Leve seu cão ao profissional para um exame completo. O veterinário pode solicitar exames de pele, raspados ou testes de alergia para confirmar a causa.

2. Controle de alergias

  • Dietas de eliminação: introduza uma ração hipoalergênica por 8‑12 semanas e observe a reação.
  • Ambiente: mantenha a casa limpa, use produtos de limpeza neutros e evite carpetes que acumulem pó.
  • Banhos regulares: água morna com shampoo específico para pele sensível pode aliviar irritações.

3. Tratamento dermatológico

Dependendo do diagnóstico, o veterinário pode prescrever:

  • Cremes ou pomadas antibióticas ou antifúngicas.
  • Medicamentos anti‑inflamatórios para reduzir a vermelhidão.
  • Sprays calmantes à base de aloe‑vera ou aveia.

4. Controle de parasitas

Utilize produtos preventivos mensais recomendados pelo veterinário. A remoção de carrapatos ou pulgas deve ser feita com pinças próprias, evitando esmagar o inseto.

5. Redução de estresse

  • Rotina: mantenha horários regulares de alimentação, passeios e brincadeiras.
  • Enriquecimento ambiental: brinquedos interativos, quebra‑cabeças e áreas de exploração.
  • Técnicas de relaxamento: música calmante, massagem suave ou o uso de feromônios sintéticos.

6. Cuidados com lesões

Inspecione as patas diariamente. Caso encontre um corpo estranho, retire com cuidado usando pinças esterilizadas.
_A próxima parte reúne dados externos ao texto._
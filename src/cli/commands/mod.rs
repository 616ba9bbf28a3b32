//! Command implementations for the equipment ingest CLI
//!
//! Each command lives in its own module; `shared` holds logging,
//! configuration and store setup used by all of them.

pub mod history;
pub mod ingest;
pub mod shared;

pub use shared::CommandStats;

use crate::cli::args::{Args, Commands};
use crate::{Error, Result};

/// Main command runner
///
/// Sets up logging and configuration, then dispatches to the subcommand:
/// - `ingest`: process CSV files into history
/// - `history`, `show`, `trend`, `report`: read from history
pub async fn run(args: Args) -> Result<CommandStats> {
    let command = args
        .command
        .ok_or_else(|| Error::configuration("No command given"))?;
    let global = args.global;

    shared::setup_logging(&global)?;

    let ingest_args = match &command {
        Commands::Ingest(ingest_args) => Some(ingest_args),
        _ => None,
    };
    let config = shared::load_configuration(&global, ingest_args)?;

    match command {
        Commands::Ingest(ingest_args) => ingest::run_ingest(ingest_args, &global, config).await,
        Commands::History(history_args) => {
            history::run_history(history_args, &global, config).await
        }
        Commands::Show(show_args) => history::run_show(show_args, &global, config).await,
        Commands::Trend => history::run_trend(&global, config).await,
        Commands::Report(report_args) => history::run_report(report_args, &global, config).await,
    }
}
//! Aggregation over validated equipment records
//!
//! A pure reduction: counts, arithmetic means and the type distribution.
//! Averages are kept unrounded; rounding is a presentation concern.

use crate::app::models::{EquipmentRecord, Metric};
use serde::Serialize;
use std::collections::BTreeMap;

/// Aggregate figures for one upload
#[derive(Debug, Clone, PartialEq, Serialize)]
pub struct Aggregate {
    pub total_equipment: usize,
    pub average_flowrate: Option<f64>,
    pub average_pressure: Option<f64>,
    pub average_temperature: Option<f64>,
    /// Count per exact, trimmed type label
    pub equipment_type_distribution: BTreeMap<String, usize>,
}

impl Aggregate {
    /// Average for the given metric
    pub fn average(&self, metric: Metric) -> Option<f64> {
        match metric {
            Metric::Flowrate => self.average_flowrate,
            Metric::Pressure => self.average_pressure,
            Metric::Temperature => self.average_temperature,
        }
    }
}

/// Reduce records to totals, means and the type distribution
pub fn aggregate(records: &[EquipmentRecord]) -> Aggregate {
    let metric_mean = |metric: Metric| mean(records.iter().map(|r| r.reading(metric)));

    Aggregate {
        total_equipment: records.len(),
        average_flowrate: metric_mean(Metric::Flowrate),
        average_pressure: metric_mean(Metric::Pressure),
        average_temperature: metric_mean(Metric::Temperature),
        equipment_type_distribution: type_distribution(records),
    }
}

/// Arithmetic mean; `None` for an empty sequence
pub fn mean(values: impl IntoIterator<Item = f64>) -> Option<f64> {
    let (sum, count) = values
        .into_iter()
        .fold((0.0_f64, 0usize), |(sum, count), v| (sum + v, count + 1));

    if count == 0 {
        None
    } else {
        Some(sum / count as f64)
    }
}

/// Records grouped by type label; distinct casings stay distinct
pub fn type_distribution(records: &[EquipmentRecord]) -> BTreeMap<String, usize> {
    let mut distribution = BTreeMap::new();
    for record in records {
        *distribution
            .entry(record.equipment_type.clone())
            .or_insert(0) += 1;
    }
    distribution
}
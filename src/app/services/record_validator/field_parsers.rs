//! Field parsing utilities for equipment rows
//!
//! Helpers that pull one trimmed value out of a [`RawRow`] and either return
//! it typed or describe why the row has to be rejected.

use crate::app::models::{RejectReason, RejectedRow};
use crate::app::services::csv_parser::RawRow;

/// Why a single field stopped a row from becoming a record
#[derive(Debug, Clone, PartialEq)]
pub struct FieldIssue {
    pub reason: RejectReason,
    pub column: &'static str,
    pub message: String,
}

impl FieldIssue {
    fn new(reason: RejectReason, column: &'static str, message: String) -> Self {
        Self {
            reason,
            column,
            message,
        }
    }

    /// Attach the issue to the row it came from
    pub fn into_rejected(self, row: &RawRow) -> RejectedRow {
        RejectedRow {
            row_index: row.row_index,
            raw_fields: row.fields.clone(),
            reason: self.reason,
            column: Some(self.column.to_string()),
            message: self.message,
        }
    }
}

/// Trimmed value of a required text field; blank counts as missing
pub fn required_text<'a>(
    row: &'a RawRow,
    column: &'static str,
) -> std::result::Result<&'a str, FieldIssue> {
    match row.get(column).map(str::trim) {
        Some(value) if !value.is_empty() => Ok(value),
        _ => Err(FieldIssue::new(
            RejectReason::MissingField,
            column,
            format!("Required field '{}' is empty", column),
        )),
    }
}

/// Trimmed equipment name, which must not be blank
pub fn equipment_name<'a>(
    row: &'a RawRow,
    column: &'static str,
) -> std::result::Result<&'a str, FieldIssue> {
    match row.get(column) {
        None => Err(FieldIssue::new(
            RejectReason::MissingField,
            column,
            format!("Required field '{}' is absent", column),
        )),
        Some(value) if value.trim().is_empty() => Err(FieldIssue::new(
            RejectReason::EmptyName,
            column,
            "Equipment name is empty".to_string(),
        )),
        Some(value) => Ok(value.trim()),
    }
}

/// A required numeric reading
pub fn required_reading(
    row: &RawRow,
    column: &'static str,
) -> std::result::Result<f64, FieldIssue> {
    let value = required_text(row, column)?;

    parse_plain_decimal(value).ok_or_else(|| {
        FieldIssue::new(
            RejectReason::NotNumeric,
            column,
            format!("Invalid number for {}: '{}'", column, value),
        )
    })
}

/// Parse a locale-agnostic decimal.
///
/// Grouping separators are refused rather than guessed at, and so are
/// `NaN` and infinities.
pub fn parse_plain_decimal(value: &str) -> Option<f64> {
    let value = value.trim();
    if value.is_empty() || value.contains([',', '_', ' ']) {
        return None;
    }

    value.parse::<f64>().ok().filter(|v| v.is_finite())
}
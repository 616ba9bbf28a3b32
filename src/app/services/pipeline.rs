//! Upload pipeline: parse, validate, aggregate, warn, store, compare
//!
//! Each upload runs as one sequential pass. The history store is injected,
//! and nothing is appended to it unless every earlier stage succeeded.

use std::path::Path;
use std::sync::Arc;
use tracing::{info, warn};

use crate::app::models::{EquipmentRecord, PendingSummary, RejectedRow, UploadSummary, Warning};
use crate::app::services::aggregator::{self, Aggregate};
use crate::app::services::csv_parser::CsvParser;
use crate::app::services::history_store::{Appended, HistoryStore};
use crate::app::services::record_validator::{IngestStats, RecordValidator};
use crate::app::services::trend_comparator::{self, TrendComparison};
use crate::app::services::warning_engine;
use crate::config::IngestConfig;
use crate::constants::UNNAMED_UPLOAD;
use crate::{Error, Result};

/// Everything one successful upload produced
#[derive(Debug, Clone)]
pub struct UploadOutcome {
    /// The stored summary
    pub summary: Arc<UploadSummary>,

    /// Rows that did not validate, in input order
    pub rejected: Vec<RejectedRow>,

    pub stats: IngestStats,

    /// This summary against the one stored directly before it, absent for
    /// the first upload
    pub trend: Option<TrendComparison>,
}

impl UploadOutcome {
    /// True when the summary carries threshold warnings
    pub fn has_warnings(&self) -> bool {
        self.summary.has_warnings()
    }
}

/// Runs uploads against a shared history store
pub struct UploadPipeline {
    parser: CsvParser,
    validator: RecordValidator,
    store: Arc<dyn HistoryStore>,
}

impl UploadPipeline {
    /// Create a pipeline with ingest configuration and an injected store
    pub fn new(config: IngestConfig, store: Arc<dyn HistoryStore>) -> Self {
        Self {
            validator: RecordValidator::from_config(&config),
            parser: CsvParser::new(config),
            store,
        }
    }

    /// The history store this pipeline appends to
    pub fn store(&self) -> &Arc<dyn HistoryStore> {
        &self.store
    }

    /// Process one upload from raw bytes
    pub fn process(&self, bytes: &[u8], filename: Option<&str>) -> Result<UploadOutcome> {
        let file = filename.unwrap_or(UNNAMED_UPLOAD);

        let rows = self.parser.parse(bytes, file)?;
        let validated = self.validator.validate_rows(rows, file)?;

        let aggregate = aggregator::aggregate(&validated.records);
        let warnings = warning_engine::evaluate(&validated.records);
        for warning in &warnings {
            warn!(
                "{}: {} ({} record(s))",
                file,
                warning.message,
                warning.details.len()
            );
        }

        let pending = build_summary(
            filename,
            aggregate,
            warnings,
            validated.rejected.len(),
            validated.records,
        );
        let Appended { summary, previous } = self.store.append_entry(pending)?;
        info!(
            "Stored upload {} from {}: {} equipment, {} rejected row(s)",
            summary.id(),
            file,
            summary.total_equipment,
            summary.rejected_rows
        );

        let trend = previous.map(|previous| trend_comparator::compare(&summary, &previous));

        Ok(UploadOutcome {
            summary,
            rejected: validated.rejected,
            stats: validated.stats,
            trend,
        })
    }

    /// Read a file from disk and process it under its file name
    pub fn process_path(&self, path: &Path) -> Result<UploadOutcome> {
        let bytes = std::fs::read(path)
            .map_err(|e| Error::io(format!("Failed to read {}", path.display()), e))?;
        let filename = path.file_name().map(|name| name.to_string_lossy());

        self.process(&bytes, filename.as_deref())
    }
}

fn build_summary(
    filename: Option<&str>,
    aggregate: Aggregate,
    warnings: Vec<Warning>,
    rejected_rows: usize,
    records: Vec<EquipmentRecord>,
) -> PendingSummary {
    PendingSummary {
        filename: filename.map(str::to_string),
        total_equipment: aggregate.total_equipment,
        average_flowrate: aggregate.average_flowrate,
        average_pressure: aggregate.average_pressure,
        average_temperature: aggregate.average_temperature,
        equipment_type_distribution: aggregate.equipment_type_distribution,
        validation_warnings: warnings,
        rejected_rows,
        equipment: Some(records),
    }
}
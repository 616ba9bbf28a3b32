//! Application constants for the equipment ingest engine
//!
//! This module contains the domain thresholds, canonical column names,
//! default header aliases and retention defaults used throughout the crate.

// =============================================================================
// Canonical Columns
// =============================================================================

/// Canonical names of the columns every upload must provide
pub mod columns {
    pub const NAME: &str = "name";
    pub const TYPE: &str = "type";
    pub const FLOWRATE: &str = "flowrate";
    pub const PRESSURE: &str = "pressure";
    pub const TEMPERATURE: &str = "temperature";

    /// All required columns, in the order they are reported when missing
    pub const REQUIRED: &[&str] = &[NAME, TYPE, FLOWRATE, PRESSURE, TEMPERATURE];
}

/// Header spellings accepted for each canonical column out of the box.
///
/// Matching is case-insensitive and ignores surrounding whitespace, so only
/// genuinely different spellings need to be listed here. The title-case names
/// are the ones the plant's export tool writes.
pub mod default_aliases {
    pub const NAME: &[&str] = &["name", "equipment name", "equipment_name"];
    pub const TYPE: &[&str] = &["type", "equipment type", "equipment_type"];
    pub const FLOWRATE: &[&str] = &["flowrate", "flow_rate", "flow rate"];
    pub const PRESSURE: &[&str] = &["pressure"];
    pub const TEMPERATURE: &[&str] = &["temperature"];
}

// =============================================================================
// CSV Input
// =============================================================================

/// Delimiters considered when sniffing the header line
pub const CANDIDATE_DELIMITERS: &[u8] = b",;\t|";

/// Fallback delimiter when the header line contains none of the candidates
pub const DEFAULT_DELIMITER: u8 = b',';

/// Byte order mark some spreadsheet exports prepend to the first header
pub const UTF8_BOM: &str = "\u{feff}";

/// Label used in errors and logs when an upload has no filename
pub const UNNAMED_UPLOAD: &str = "<upload>";

// =============================================================================
// Warning Thresholds
// =============================================================================

/// Safe operating pressure in bar; readings strictly above this are flagged
pub const PRESSURE_LIMIT_BAR: f64 = 10.0;

/// Safe operating temperature in °C; readings strictly above this are flagged
pub const TEMPERATURE_LIMIT_CELSIUS: f64 = 150.0;

/// Unit labels used in warning details and human output
pub mod units {
    pub const FLOWRATE: &str = "m³/h";
    pub const PRESSURE: &str = "bar";
    pub const TEMPERATURE: &str = "°C";
}

// =============================================================================
// History and Trends
// =============================================================================

/// Number of summaries kept by default (0 disables eviction)
pub const DEFAULT_MAX_HISTORY_ENTRIES: usize = 5;

/// Trend comparison needs the latest and the previous summary
pub const MIN_HISTORY_ENTRIES: usize = 2;

/// Default number of summaries returned by the history command
pub const DEFAULT_HISTORY_LIMIT: usize = 5;

/// Decimal places kept on trend percentages
pub const TREND_DECIMAL_PLACES: i32 = 2;

/// Decimal places used when rendering averages for people
pub const DISPLAY_DECIMAL_PLACES: usize = 2;

/// Placeholder rendered for an undefined trend delta
pub const UNDEFINED_DELTA: &str = "—";

// =============================================================================
// Configuration and Environment
// =============================================================================

/// Directory name under the platform config dir holding `config.toml`
pub const CONFIG_DIR_NAME: &str = "equipment-ingest";

/// Configuration file name
pub const CONFIG_FILE_NAME: &str = "config.toml";

/// History snapshot file name under the platform data dir, used by the CLI
/// when no path is configured
pub const HISTORY_FILE_NAME: &str = "history.json";

/// Environment variable overriding the history snapshot path
pub const ENV_HISTORY_PATH: &str = "EQUIPMENT_INGEST_HISTORY_PATH";

/// Environment variable overriding the history entry cap
pub const ENV_MAX_ENTRIES: &str = "EQUIPMENT_INGEST_MAX_ENTRIES";

/// Environment variable forcing a CSV delimiter
pub const ENV_DELIMITER: &str = "EQUIPMENT_INGEST_DELIMITER";

/// Title placed on report payloads
pub const REPORT_TITLE: &str = "Chemical Equipment Report";
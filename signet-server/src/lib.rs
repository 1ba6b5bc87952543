//! # Signet Server
//!
//! Account directory service.
//!
//! ## Overview
//!
//! Signet Server fronts a PostgreSQL-backed user directory:
//!
//! - **Account CRUD**: create, fetch, update and delete user records
//! - **Availability checks**: username lookups with a screened-names list
//! - **Health gating**: storage-backed routes answer 503 while the store is down
//! - **Supervised startup**: store bring-up outcomes reported over a status pipe
//!
//! ## Architecture
//!
//! Built on Axum, with PostgreSQL (via sqlx) behind the storage port from
//! `signet-core`. The server survives an unreachable store at startup: it
//! serves probe routes and answers everything else with 503 until the
//! store comes back.

/// Runtime configuration from environment and CLI overrides
pub mod config;
/// HTTP error envelope and status mapping
pub mod errors;
/// Health gating for storage-backed routes
pub mod gate;
/// Request handlers
pub mod handlers;
/// Router assembly
pub mod routes;
/// Shared application state
pub mod state;
/// Supervisor status-pipe signaling
pub mod supervisor;
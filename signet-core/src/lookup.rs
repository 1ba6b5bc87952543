//! Classification of raw lookup strings into typed keys.
//!
//! Routes accept one opaque path segment for all single-user operations;
//! the segment is classified here rather than at each call site so every
//! operation resolves users by the same rules.

use std::fmt;

/// A typed key for resolving a single user.
#[derive(Debug, Clone, PartialEq, Eq)]
pub enum LookupKey {
    /// Numeric primary key.
    Id(i64),
    /// Username, normalized to lowercase before matching.
    Username(String),
    /// Email address, matched verbatim.
    Email(String),
}

impl LookupKey {
    /// Classify a raw key.
    ///
    /// A string of nothing but ASCII digits is an id, anything containing
    /// an `@` is an email, and everything else is a username (lowercased,
    /// since usernames are stored lowercase).
    pub fn classify(raw: &str) -> Self {
        if !raw.is_empty() && raw.bytes().all(|b| b.is_ascii_digit()) {
            if let Ok(id) = raw.parse::<i64>() {
                return LookupKey::Id(id);
            }
            // Digit strings past i64 range cannot match a stored id; let
            // them miss as usernames instead of failing the request.
        }
        if raw.contains('@') {
            LookupKey::Email(raw.to_string())
        } else {
            LookupKey::Username(raw.to_lowercase())
        }
    }
}

impl fmt::Display for LookupKey {
    fn fmt(&self, f: &mut fmt::Formatter<'_>) -> fmt::Result {
        match self {
            LookupKey::Id(id) => write!(f, "id {id}"),
            LookupKey::Username(name) => write!(f, "username {name}"),
            LookupKey::Email(email) => write!(f, "email {email}"),
        }
    }
}
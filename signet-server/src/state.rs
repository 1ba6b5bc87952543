//! Shared application state.

use std::fmt;
use std::sync::Arc;

use signet_core::{Health, UserDirectory, UsersRepository};

use crate::config::Config;

/// State handed to every handler. Cheap to clone; everything inside is a
/// handle.
#[derive(Clone)]
pub struct AppState {
    directory: Arc<UserDirectory<dyn UsersRepository>>,
    health: Health,
    config: Arc<Config>,
}

impl fmt::Debug for AppState {
    fn fmt(&self, f: &mut fmt::Formatter<'_>) -> fmt::Result {
        f.debug_struct("AppState")
            .field("health", &self.health)
            .finish_non_exhaustive()
    }
}

impl AppState {
    pub fn new(
        directory: UserDirectory<dyn UsersRepository>,
        health: Health,
        config: Arc<Config>,
    ) -> Self {
        Self {
            directory: Arc::new(directory),
            health,
            config,
        }
    }

    pub fn directory(&self) -> &UserDirectory<dyn UsersRepository> {
        &self.directory
    }

    pub fn health(&self) -> &Health {
        &self.health
    }

    pub fn config(&self) -> &Config {
        &self.config
    }
}
//! Health gating for storage-backed routes.

use axum::{
    extract::{Request, State},
    middleware::Next,
    response::{IntoResponse, Response},
};

use crate::errors::AppError;
use crate::state::AppState;

/// Short-circuits requests while the store is down.
///
/// Reads the recorded health state rather than probing the store, so a
/// degraded server rejects cheaply instead of stacking up pool timeouts.
/// `/health` is the route that re-probes and can flip the state back.
pub async fn require_store(
    State(state): State<AppState>,
    request: Request,
    next: Next,
) -> Response {
    if state.health().is_connected() {
        return next.run(request).await;
    }

    let message = match state.health().snapshot().last_error {
        Some(err) => format!("Storage unavailable: {err}"),
        None => "Storage unavailable".to_string(),
    };
    AppError::service_unavailable(message).into_response()
}
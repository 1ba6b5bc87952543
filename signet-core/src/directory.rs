//! The user directory: validation and orchestration over the storage port.

use std::fmt;
use std::sync::Arc;

use serde::Serialize;
use tracing::debug;

use crate::blocklist;
use crate::error::{DirectoryError, Result};
use crate::lookup::LookupKey;
use crate::repo::UsersRepository;
use crate::user::{CreateUser, User, UserPatch};

/// Outcome of a username availability check.
#[derive(Debug, Clone, Copy, PartialEq, Eq, Serialize)]
pub struct UsernameAvailability {
    /// True when at least one record already holds the name.
    pub taken: bool,
}

/// Account operations over an abstract store.
///
/// Generic over the repository so tests can run against an in-memory
/// store while the server hands in `Arc<dyn UsersRepository>`.
pub struct UserDirectory<R>
where
    R: UsersRepository + ?Sized,
{
    repo: Arc<R>,
}

impl<R> Clone for UserDirectory<R>
where
    R: UsersRepository + ?Sized,
{
    fn clone(&self) -> Self {
        Self {
            repo: Arc::clone(&self.repo),
        }
    }
}

impl<R> fmt::Debug for UserDirectory<R>
where
    R: UsersRepository + ?Sized,
{
    fn fmt(&self, f: &mut fmt::Formatter<'_>) -> fmt::Result {
        f.debug_struct("UserDirectory")
            .field("repo", &std::any::type_name::<R>())
            .finish()
    }
}

impl<R> UserDirectory<R>
where
    R: UsersRepository + ?Sized,
{
    pub fn new(repo: Arc<R>) -> Self {
        Self { repo }
    }

    /// Resolve a raw key (id, username or email) to a user.
    ///
    /// A miss is `Ok(None)`, not an error; only the transport decides
    /// whether that becomes a 404.
    pub async fn get_user(&self, raw_key: &str) -> Result<Option<User>> {
        let key = LookupKey::classify(raw_key);
        debug!("looking up user by {key}");
        self.repo.find_user(&key).await
    }

    /// Create an account from either accepted payload shape.
    pub async fn create_user(&self, input: CreateUser) -> Result<User> {
        let draft = input.into_draft();
        draft.validate()?;
        self.repo.insert_user(&draft).await
    }

    /// Patch the user resolved by `raw_key` and persist the result.
    pub async fn update_user(&self, raw_key: &str, patch: UserPatch) -> Result<User> {
        let key = LookupKey::classify(raw_key);
        let mut user = self
            .repo
            .find_user(&key)
            .await?
            .ok_or(DirectoryError::NotFound)?;
        patch.apply(&mut user);
        user.validate()?;
        self.repo.update_user(&user).await
    }

    /// Delete the user resolved by `raw_key`, returning the removed
    /// record.
    pub async fn delete_user(&self, raw_key: &str) -> Result<User> {
        let key = LookupKey::classify(raw_key);
        let user = self
            .repo
            .find_user(&key)
            .await?
            .ok_or(DirectoryError::NotFound)?;
        self.repo.delete_user(user.id).await?;
        Ok(user)
    }

    /// Availability check used by signup flows.
    ///
    /// A taken name reports taken without consulting the screened list;
    /// the screen only applies to names that are still free.
    pub async fn check_username(&self, raw_username: &str) -> Result<UsernameAvailability> {
        let username = raw_username.trim().to_lowercase();
        if username.is_empty() {
            return Err(DirectoryError::Validation(
                "Username must be provided".to_string(),
            ));
        }
        let count = self.repo.count_username(&username).await?;
        if count > 0 {
            return Ok(UsernameAvailability { taken: true });
        }
        if blocklist::is_screened(&username) {
            return Err(DirectoryError::Blacklisted);
        }
        Ok(UsernameAvailability { taken: false })
    }

    /// Probe the store.
    pub async fn ping(&self) -> Result<()> {
        self.repo.ping().await
    }
}

#[cfg(test)]
mod tests {
    use std::collections::HashMap;
    use std::sync::atomic::{AtomicI64, Ordering};

    use chrono::Utc;
    use tokio::sync::Mutex;

    use super::*;
    use crate::user::{NewUser, UserDraft};

    /// Hash-map stand-in for the Postgres repository, mirroring its
    /// uniqueness and not-found behavior.
    #[derive(Default)]
    struct InMemoryRepo {
        users: Mutex<HashMap<i64, User>>,
        next_id: AtomicI64,
    }

    #[async_trait::async_trait]
    impl UsersRepository for InMemoryRepo {
        async fn insert_user(&self, draft: &UserDraft) -> Result<User> {
            let mut users = self.users.lock().await;
            if users.values().any(|u| u.username == draft.username) {
                return Err(DirectoryError::Validation(
                    "Username is already taken".to_string(),
                ));
            }
            if users.values().any(|u| u.email == draft.email) {
                return Err(DirectoryError::Validation(
                    "Email address is already registered".to_string(),
                ));
            }
            let id = self.next_id.fetch_add(1, Ordering::SeqCst) + 1;
            let now = Utc::now();
            let user = User {
                id,
                email: draft.email.clone(),
                username: draft.username.clone(),
                full_name: draft.full_name.clone(),
                send_engagements: draft.send_engagements,
                send_notifications: draft.send_notifications,
                is_admin: draft.is_admin,
                is_suspended: draft.is_suspended,
                was_migrated: draft.was_migrated,
                created_at: now,
                updated_at: now,
            };
            users.insert(id, user.clone());
            Ok(user)
        }

        async fn find_user(&self, key: &LookupKey) -> Result<Option<User>> {
            let users = self.users.lock().await;
            let found = match key {
                LookupKey::Id(id) => users.get(id).cloned(),
                LookupKey::Username(name) => {
                    users.values().find(|u| &u.username == name).cloned()
                }
                LookupKey::Email(email) => users.values().find(|u| &u.email == email).cloned(),
            };
            Ok(found)
        }

        async fn update_user(&self, user: &User) -> Result<User> {
            let mut users = self.users.lock().await;
            if !users.contains_key(&user.id) {
                return Err(DirectoryError::NotFound);
            }
            if users
                .values()
                .any(|u| u.id != user.id && u.username == user.username)
            {
                return Err(DirectoryError::Validation(
                    "Username is already taken".to_string(),
                ));
            }
            let mut updated = user.clone();
            updated.updated_at = Utc::now();
            users.insert(updated.id, updated.clone());
            Ok(updated)
        }

        async fn delete_user(&self, id: i64) -> Result<()> {
            let mut users = self.users.lock().await;
            match users.remove(&id) {
                Some(_) => Ok(()),
                None => Err(DirectoryError::NotFound),
            }
        }

        async fn count_username(&self, username: &str) -> Result<i64> {
            let users = self.users.lock().await;
            Ok(users.values().filter(|u| u.username == username).count() as i64)
        }

        async fn ping(&self) -> Result<()> {
            Ok(())
        }
    }

    fn directory() -> UserDirectory<InMemoryRepo> {
        UserDirectory::new(Arc::new(InMemoryRepo::default()))
    }

    fn signup(username: &str, email: &str) -> CreateUser {
        CreateUser::New(NewUser {
            username: username.to_string(),
            email: email.to_string(),
            full_name: None,
            send_engagements: None,
            send_notifications: None,
        })
    }

    #[tokio::test]
    async fn created_user_is_reachable_by_id_username_and_email() {
        let directory = directory();
        let created = directory
            .create_user(signup("WebDev", "webdev@example.org"))
            .await
            .unwrap();
        assert_eq!(created.username, "webdev");
        assert_eq!(created.full_name, "WebDev");

        let by_id = directory.get_user(&created.id.to_string()).await.unwrap();
        assert_eq!(by_id.as_ref().map(|u| u.id), Some(created.id));

        // Lookup lowercases, so the typed casing still resolves.
        let by_name = directory.get_user("WebDev").await.unwrap();
        assert_eq!(by_name.as_ref().map(|u| u.id), Some(created.id));

        let by_email = directory.get_user("webdev@example.org").await.unwrap();
        assert_eq!(by_email.as_ref().map(|u| u.id), Some(created.id));
    }

    #[tokio::test]
    async fn missing_user_is_none_not_an_error() {
        let directory = directory();
        assert!(directory.get_user("nobody").await.unwrap().is_none());
    }

    #[tokio::test]
    async fn duplicate_username_fails_validation() {
        let directory = directory();
        directory
            .create_user(signup("kate", "kate@example.org"))
            .await
            .unwrap();
        let err = directory
            .create_user(signup("Kate", "other@example.org"))
            .await
            .unwrap_err();
        assert!(matches!(err, DirectoryError::Validation(_)));
    }

    #[tokio::test]
    async fn digit_only_username_fails_validation() {
        let directory = directory();
        let err = directory
            .create_user(signup("12345", "digits@example.org"))
            .await
            .unwrap_err();
        assert!(matches!(err, DirectoryError::Validation(_)));
    }

    #[tokio::test]
    async fn update_patches_named_fields_only() {
        let directory = directory();
        let created = directory
            .create_user(signup("kate", "kate@example.org"))
            .await
            .unwrap();

        let patch: UserPatch = serde_json::from_value(serde_json::json!({
            "fullName": "Kate Example",
            "sendNotifications": false
        }))
        .unwrap();
        let updated = directory.update_user("kate", patch).await.unwrap();

        assert_eq!(updated.id, created.id);
        assert_eq!(updated.full_name, "Kate Example");
        assert!(!updated.send_notifications);
        assert_eq!(updated.email, "kate@example.org");
    }

    #[tokio::test]
    async fn update_of_missing_user_is_not_found() {
        let directory = directory();
        let err = directory
            .update_user("ghost", UserPatch::default())
            .await
            .unwrap_err();
        assert!(matches!(err, DirectoryError::NotFound));
    }

    #[tokio::test]
    async fn update_with_invalid_email_fails_validation() {
        let directory = directory();
        directory
            .create_user(signup("kate", "kate@example.org"))
            .await
            .unwrap();
        let patch = UserPatch {
            email: Some("not-an-address".to_string()),
            ..UserPatch::default()
        };
        let err = directory.update_user("kate", patch).await.unwrap_err();
        assert!(matches!(err, DirectoryError::Validation(_)));
    }

    #[tokio::test]
    async fn delete_returns_the_removed_record() {
        let directory = directory();
        let created = directory
            .create_user(signup("kate", "kate@example.org"))
            .await
            .unwrap();

        let removed = directory.delete_user("kate@example.org").await.unwrap();
        assert_eq!(removed.id, created.id);

        let err = directory.delete_user("kate").await.unwrap_err();
        assert!(matches!(err, DirectoryError::NotFound));
        assert!(directory.get_user("kate").await.unwrap().is_none());
    }

    #[tokio::test]
    async fn check_username_reports_taken_before_screening() {
        let directory = directory();
        directory
            .create_user(signup("kate", "kate@example.org"))
            .await
            .unwrap();

        let result = directory.check_username("Kate").await.unwrap();
        assert!(result.taken);

        let result = directory.check_username("free-name").await.unwrap();
        assert!(!result.taken);

        // Signup does not screen, so a screened name can be claimed; once
        // held it reports taken rather than reserved.
        directory
            .create_user(signup("admin", "admin@example.org"))
            .await
            .unwrap();
        let result = directory.check_username("admin").await.unwrap();
        assert!(result.taken);
    }

    #[tokio::test]
    async fn check_username_rejects_blank_and_screened_names() {
        let directory = directory();
        let err = directory.check_username("   ").await.unwrap_err();
        assert!(matches!(err, DirectoryError::Validation(_)));

        let err = directory.check_username("admin").await.unwrap_err();
        assert!(matches!(err, DirectoryError::Blacklisted));
    }
}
Se houver sangramento ou ferida profunda, procure o veterinário imediatamente.

Como avaliamos

Para garantir a qualidade e a confiabilidade das informações apresentadas, seguimos critérios rigorosos:

  • Fontes confiáveis: utilizamos conteúdos de blogs especializados (Petz, Petlove), comunidades de veterinários e publicações reconhecidas.
  • Atualidade: priorizamos dados recentes e recomendações que ainda são válidas em 2026.
  • Consistência: cruzamos informações entre diferentes fontes para evitar contradições.
  • Clareza: o texto é estruturado em tópicos e listas para facilitar a leitura e a aplicação prática.
  • Responsabilidade: orientamos sempre a consulta a um profissional de saúde animal antes de iniciar qualquer tratamento.

Quando procurar o veterinário imediatamente

Alguns sinais indicam que a situação exige atenção urgente:

  • Inchaço rápido ou dor intensa.
  • Secreção purulenta ou odor forte.
  • Febre, letargia ou perda de apetite.
  • Comportamento de agressão ao toque nas patas.

Nesses casos, a intervenção precoce pode evitar complicações graves.

Prevenção a longo prazo

Manter a saúde das patas é parte essencial do bem‑estar geral do cão. Algumas práticas preventivas incluem:

  • Higiene regular: limpeza suave das patas após caminhadas ao ar livre.
  • Verificação de alergias: revisão anual da dieta e do ambiente.
  • Controle de parasitas: uso de produtos preventivos adequados ao estilo de vida do animal.
  • Estimulação mental: atividades que reduzam o tédio e a ansiedade.

Com atenção constante, é possível minimizar a necessidade de mordida nas patas e garantir que seu companheiro desfrute de uma vida saudável e confortável.